■ WORK TO COMPLETE: Whenever a line in the data below includes the string "state", copy it out.

───── ENTRIES SUPPLIED

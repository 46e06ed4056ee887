//! Replay command
//!
//! Plays a list of guesses against the configured secret without any
//! interaction and returns the finished (or partial) session.

use crate::config::GameConfig;
use crate::game::{Effect, GameError, GameSession, InputEvent};
use thiserror::Error;
use tracing::debug;

/// A guess that could not be played
#[derive(Debug, Clone, PartialEq, Eq, Error)]
#[error("guess {number} ({guess}) could not be played: {source}")]
pub struct ReplayError {
    /// 1-based position of the guess
    pub number: usize,
    pub guess: String,
    #[source]
    pub source: GameError,
}

/// Type `text` into the session as fresh keystrokes and submit it
///
/// Any half-typed entry is cleared first. Characters the alphabet does not
/// recognize are skipped like ignored keystrokes, so a guess containing one
/// ends up short and is rejected as incomplete.
///
/// # Errors
/// Returns the `GameError` of the first operation that was not ignorable.
pub fn enter_guess(
    session: &mut GameSession,
    config: &GameConfig,
    text: &str,
) -> Result<Effect, GameError> {
    while session.dispatch(InputEvent::Delete, config)? != Effect::Deleted(None) {}

    for ch in text.chars() {
        match session.dispatch(InputEvent::Letter(ch), config) {
            Ok(_) => {}
            Err(GameError::InvalidInput(reason)) => debug!(%reason, "keystroke ignored"),
            Err(err) => return Err(err),
        }
    }

    session.dispatch(InputEvent::Submit, config)
}

/// Play `guesses` in order against the configured secret
///
/// # Errors
/// Returns `ReplayError` for the first guess that is incomplete or arrives
/// after the round has ended.
///
/// # Examples
/// ```
/// use rottawordle::commands::replay;
/// use rottawordle::config::GameConfig;
/// use rottawordle::game::Outcome;
///
/// let session = replay(&GameConfig::default(), &["stall", "altsu"]).unwrap();
/// assert_eq!(session.outcome(), Outcome::Won);
/// ```
pub fn replay<S: AsRef<str>>(config: &GameConfig, guesses: &[S]) -> Result<GameSession, ReplayError> {
    let mut session = GameSession::new(config);

    for (i, guess) in guesses.iter().enumerate() {
        let guess = guess.as_ref();
        enter_guess(&mut session, config, guess).map_err(|source| ReplayError {
            number: i + 1,
            guess: guess.to_string(),
            source,
        })?;
    }

    Ok(session)
}
//! TUI application state and logic

use crate::config::GameConfig;
use crate::game::{Effect, GameSession, InputEvent, Outcome, status_message};
use anyhow::Result;
use crossterm::{
    event::{self, Event, KeyCode, KeyEvent, KeyEventKind, KeyModifiers},
    execute,
    terminal::{EnterAlternateScreen, LeaveAlternateScreen, disable_raw_mode, enable_raw_mode},
};
use ratatui::{Terminal, backend::CrosstermBackend};
use std::io;
use tracing::debug;

/// Application state
pub struct App {
    pub config: GameConfig,
    pub session: GameSession,
    pub message: Option<Message>,
    pub popup: Option<Popup>,
    pub should_quit: bool,
}

/// Overlay shown above the board
#[derive(Debug, Clone, Copy, PartialEq, Eq)]
pub enum Popup {
    Welcome,
    RoundOver,
}

#[derive(Debug, Clone, PartialEq, Eq)]
pub struct Message {
    pub text: String,
    pub style: MessageStyle,
}

#[derive(Debug, Clone, Copy, PartialEq, Eq)]
pub enum MessageStyle {
    Info,
    Success,
    Error,
}

impl App {
    #[must_use]
    pub fn new(config: GameConfig) -> Self {
        let session = GameSession::new(&config);
        Self {
            config,
            session,
            message: None,
            popup: Some(Popup::Welcome),
            should_quit: false,
        }
    }

    /// Apply one key press
    pub fn handle_key(&mut self, key: KeyEvent) {
        let ctrl = key.modifiers.contains(KeyModifiers::CONTROL);

        match (self.popup, key.code) {
            (_, KeyCode::Char('c')) if ctrl => self.should_quit = true,
            (_, KeyCode::Char('r')) if ctrl => self.apply(InputEvent::Reset),
            (Some(Popup::Welcome), _) => self.popup = None,
            (Some(Popup::RoundOver), KeyCode::Enter | KeyCode::Esc | KeyCode::Char(' ')) => {
                self.popup = None;
            }
            (Some(Popup::RoundOver), _) => {}
            (None, KeyCode::Esc) => self.should_quit = true,
            (None, code) => {
                if let Some(event) = input_event(code, ctrl || key.modifiers.contains(KeyModifiers::ALT)) {
                    self.apply(event);
                }
            }
        }
    }

    /// Dispatch an event and update the message line
    pub fn apply(&mut self, event: InputEvent) {
        match self.session.dispatch(event, &self.config) {
            Ok(Effect::Submitted { outcome, .. }) if outcome.is_over() => {
                let style = if outcome == Outcome::Won {
                    MessageStyle::Success
                } else {
                    MessageStyle::Error
                };
                if let Some(text) = status_message(&self.session) {
                    self.set_message(&text, style);
                }
                self.popup = Some(Popup::RoundOver);
            }
            Ok(Effect::Reset) => {
                self.popup = None;
                self.set_message("New round started!", MessageStyle::Info);
            }
            Ok(_) => self.message = None,
            Err(err) if err.is_user_visible() => self.set_message(&err.to_string(), MessageStyle::Error),
            Err(err) => debug!(%err, "input ignored"),
        }
    }

    pub fn set_message(&mut self, text: &str, style: MessageStyle) {
        self.message = Some(Message {
            text: text.to_string(),
            style,
        });
    }
}

/// Map a terminal key to a game event
///
/// Keys pressed with Ctrl or Alt are shortcuts, never letters.
fn input_event(code: KeyCode, modified: bool) -> Option<InputEvent> {
    match code {
        KeyCode::Enter => InputEvent::from_key("Enter"),
        KeyCode::Backspace => InputEvent::from_key("Backspace"),
        KeyCode::Char(ch) if !modified => Some(InputEvent::Letter(ch)),
        _ => None,
    }
}

/// Run the TUI application
///
/// # Errors
///
/// Returns an error if terminal setup/cleanup fails or if there's an I/O error
/// during rendering or event handling.
pub fn run_tui(app: App) -> Result<()> {
    // Setup terminal
    enable_raw_mode()?;
    let mut stdout = io::stdout();
    execute!(stdout, EnterAlternateScreen)?;
    let backend = CrosstermBackend::new(stdout);
    let mut terminal = Terminal::new(backend)?;

    // Run app
    let res = run_app(&mut terminal, app);

    // Restore terminal
    disable_raw_mode()?;
    execute!(terminal.backend_mut(), LeaveAlternateScreen)?;
    terminal.show_cursor()?;

    res
}

fn run_app<B: ratatui::backend::Backend>(terminal: &mut Terminal<B>, mut app: App) -> Result<()> {
    loop {
        terminal.draw(|f| super::rendering::ui(f, &app))?;

        if let Event::Key(key) = event::read()? {
            // Only process key press events (fixes Windows double-input bug)
            if key.kind != KeyEventKind::Press {
                continue;
            }
            app.handle_key(key);
        }

        if app.should_quit {
            break;
        }
    }

    Ok(())
}
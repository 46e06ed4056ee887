//! Full-screen terminal game

pub mod app;
pub mod rendering;

pub use app::{App, run_tui};
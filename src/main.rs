//! Rottawordle - CLI
//!
//! Word-guessing game with TUI and line-based modes.

use anyhow::{Context, Result};
use clap::{Parser, Subcommand};
use rottawordle::{
    commands::{replay, run_simple},
    config::{DEFAULT_MAX_ATTEMPTS, DEFAULT_SECRET, GameConfig},
    core::DEFAULT_LETTERS,
    game::share_text,
    interactive::{App, run_tui},
    output::{print_board, print_outcome},
    telemetry,
};

#[derive(Parser)]
#[command(
    name = "rottawordle",
    about = "Guess the hidden word in a limited number of attempts",
    version,
    author
)]
struct Cli {
    #[command(subcommand)]
    command: Option<Commands>,

    /// The word to guess
    #[arg(long, global = true, env = "ROTTAWORDLE_SECRET", default_value = DEFAULT_SECRET)]
    secret: String,

    /// Number of guesses allowed per round
    #[arg(short = 'n', long, global = true, env = "ROTTAWORDLE_MAX_ATTEMPTS", default_value_t = DEFAULT_MAX_ATTEMPTS)]
    max_attempts: usize,

    /// Letters accepted as input
    #[arg(long, global = true, env = "ROTTAWORDLE_ALPHABET", default_value = DEFAULT_LETTERS)]
    alphabet: String,

    /// Log game events to stderr (RUST_LOG overrides)
    #[arg(short, long, global = true)]
    verbose: bool,
}

#[derive(Subcommand)]
enum Commands {
    /// Interactive TUI mode (default)
    Play,

    /// Simple CLI mode (type guesses line by line)
    Simple,

    /// Play a list of guesses and print the result
    Replay {
        /// Guesses in the order they are played
        guesses: Vec<String>,

        /// Also print the share text for an unfinished round
        #[arg(short, long)]
        share: bool,
    },
}

fn main() -> Result<()> {
    let cli = Cli::parse();
    telemetry::init(cli.verbose);

    let config = GameConfig::new(&cli.secret, cli.max_attempts, &cli.alphabet)
        .context("invalid game configuration")?;
    tracing::debug!(
        length = config.word_length(),
        max_attempts = config.max_attempts(),
        "configuration loaded"
    );

    // Default to Play mode if no command given
    let command = cli.command.unwrap_or(Commands::Play);

    match command {
        Commands::Play => run_tui(App::new(config)),
        Commands::Simple => run_simple(&config).context("simple mode failed"),
        Commands::Replay { guesses, share } => run_replay_command(&config, &guesses, share),
    }
}

fn run_replay_command(config: &GameConfig, guesses: &[String], share: bool) -> Result<()> {
    let session = replay(config, guesses)?;

    print_board(&session);
    print_outcome(&session);

    // Finished rounds already end with the share text
    if share && !session.outcome().is_over() {
        println!("\n{}\n", share_text(&session));
    }
    Ok(())
}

──────────

■ YOUR SOLUTION:
//! TUI application state and logic
/// Application state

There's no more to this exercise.